Il riconoscimento è arrivato ora, perché è la cultura italiana che è in forte stasi se non, lo ribadisco, arretramento: spettacolo, conformismo, intellettuali lontani dalla vita pulsante del Paese e, soprattutto, che non si considerano più “lavoratori della mente” intenti a procedere accanto ai “lavoratori del braccio”. Disprezzano anzi quel popolo di cui dovrebbero essere portavoce e verso cui dovrebbero assumere precise responsabilità: alimentare la cultura, produrre idee utili, fertili per migliorare la Nazione. Disprezzano la cultura e la letteratura popolare confinata perlopiù nell’ambito degli studi etnografici.
Personalmente, da studiosa, docente e critico della letteratura, sono lieta di aver contribuito a far includere sia Collodi sia Rodari nella collana dei “Meridiani” (diretta da Ernesto Ferrero, per il primo; e da Renata Colorni, per il secondo).
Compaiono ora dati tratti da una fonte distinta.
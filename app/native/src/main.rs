#![allow(clippy::multiple_crate_versions)]

//! Gridtile command-line entry point.

fn main() {
    gridtile_lib::init_logging();

    if let Err(err) = gridtile_lib::cli::run() {
        eprintln!("gridtile: {err}");
        std::process::exit(1);
    }
}
//! Side effects outside the layout engine.

pub mod window_apply;

pub use self::window_apply::{
    ApplyError, ApplyResult, CommandApplier, PendingApply, WindowApplier, spawn_apply,
};
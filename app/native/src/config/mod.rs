//! Configuration module for Gridtile.
//!
//! The configuration file supports JSONC format (JSON with comments).
//! Both single-line (`//`) and multi-line (`/* */`) comments are allowed.
//!
//! Configuration is loaded once by the binary and passed down explicitly;
//! nothing here is global.

pub mod types;

use std::path::{Path, PathBuf};

pub use types::{
    ConfigError, GridtileConfig, InputConfig, PersistenceConfig, ViewportConfig,
    WindowHelperConfig, config_paths, load_config as load_config_default, load_config_from_path,
};

/// Loads the configuration, falling back to defaults.
///
/// A custom path, when given, replaces the search paths. A missing file
/// yields the defaults silently; an unreadable or malformed file yields the
/// defaults with a warning.
///
/// Returns the configuration and the path it was read from, if any.
#[must_use]
pub fn load_or_default(custom_path: Option<&Path>) -> (GridtileConfig, Option<PathBuf>) {
    let result = custom_path.map_or_else(load_config_default, |path| {
        load_config_from_path(path).map(|config| (config, path.to_path_buf()))
    });

    match result {
        Ok((config, path)) => {
            tracing::debug!(path = %path.display(), "loaded configuration");
            (config, Some(path))
        }
        Err(ConfigError::NotFound) => {
            if let Some(path) = custom_path {
                tracing::warn!(path = %path.display(), "configuration file not found, using defaults");
            } else {
                tracing::debug!("no configuration file found, using defaults");
            }
            (GridtileConfig::default(), None)
        }
        Err(err) => {
            tracing::warn!(error = %err, "failed to load configuration, using defaults");
            (GridtileConfig::default(), None)
        }
    }
}
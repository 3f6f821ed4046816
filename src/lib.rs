// Billing Data Tools - Core Library
// Shared by the generate-billing-sql and validate-csv binaries and the tests

pub mod billing;
pub mod integrity;
pub mod loader;
pub mod sql;

// Re-export commonly used types
pub use billing::{discharge_after, map_payment_status, BillingRecord, BillingSynthesizer};
pub use integrity::{
    duplicate_values, has_duplicate_values, id_set, load_rows, missing_references, CsvRow,
    IntegrityChecker, MAX_REPORTED, SAMPLE_ROWS,
};
pub use loader::{load_patients, load_payment_records, parse_patient_key, Patient, PaymentRecord};
pub use sql::{quote_text, write_billing_script, BILLING_TABLE};

/// Library version
pub const VERSION: &str = env!("CARGO_PKG_VERSION");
L.A: Rodari è stato definito un ecologista ante litteram in anticipo sui tempi. Per lei è davvero così? Che rapporto ha lo scrittore piemontese con la natura e il paesaggio? Crede che, trasmettendo una certa consapevolezza del Pianeta Terra con le sue peculiarità ai bambini, si potrebbe salvare il Pianeta dalla catastrofe verso cui inesorabilmente stiamo andando incontro?
D.M.: Rodari amava la natura: non a caso si fece costruire una casa a Manziana. È uno dei pochi scrittori che ha studiato e apprezzato da sempre la scienza in un contesto in cui le due culture, scientifica e umanistica (ma la scienza chi la fa? gli extraterrestri?…), erano giudicate in opposizione. Logico che conoscesse e denunciasse i pericoli di uno sviluppo scientifico autoreferenziale, dall’inquinamento alla manipolazione genetica. Basta leggere i quattromila e passa corsivi di Benelux (la rubrica da lui tenuta su “Paese Sera”), ma anche tanti altri pezzi precedenti, per constatare come Rodari seguisse attentamente, da giornalista appunto, i problemi dell’industrializzazione, dell’ambiente ecc.
Per Rodari, i bambini sono l’utopia che si fa concreta: è quel poco di domani che si immette via via nell’oggi. Dovrebbero esserlo per tutti; e certo che sono una speranza per la terra.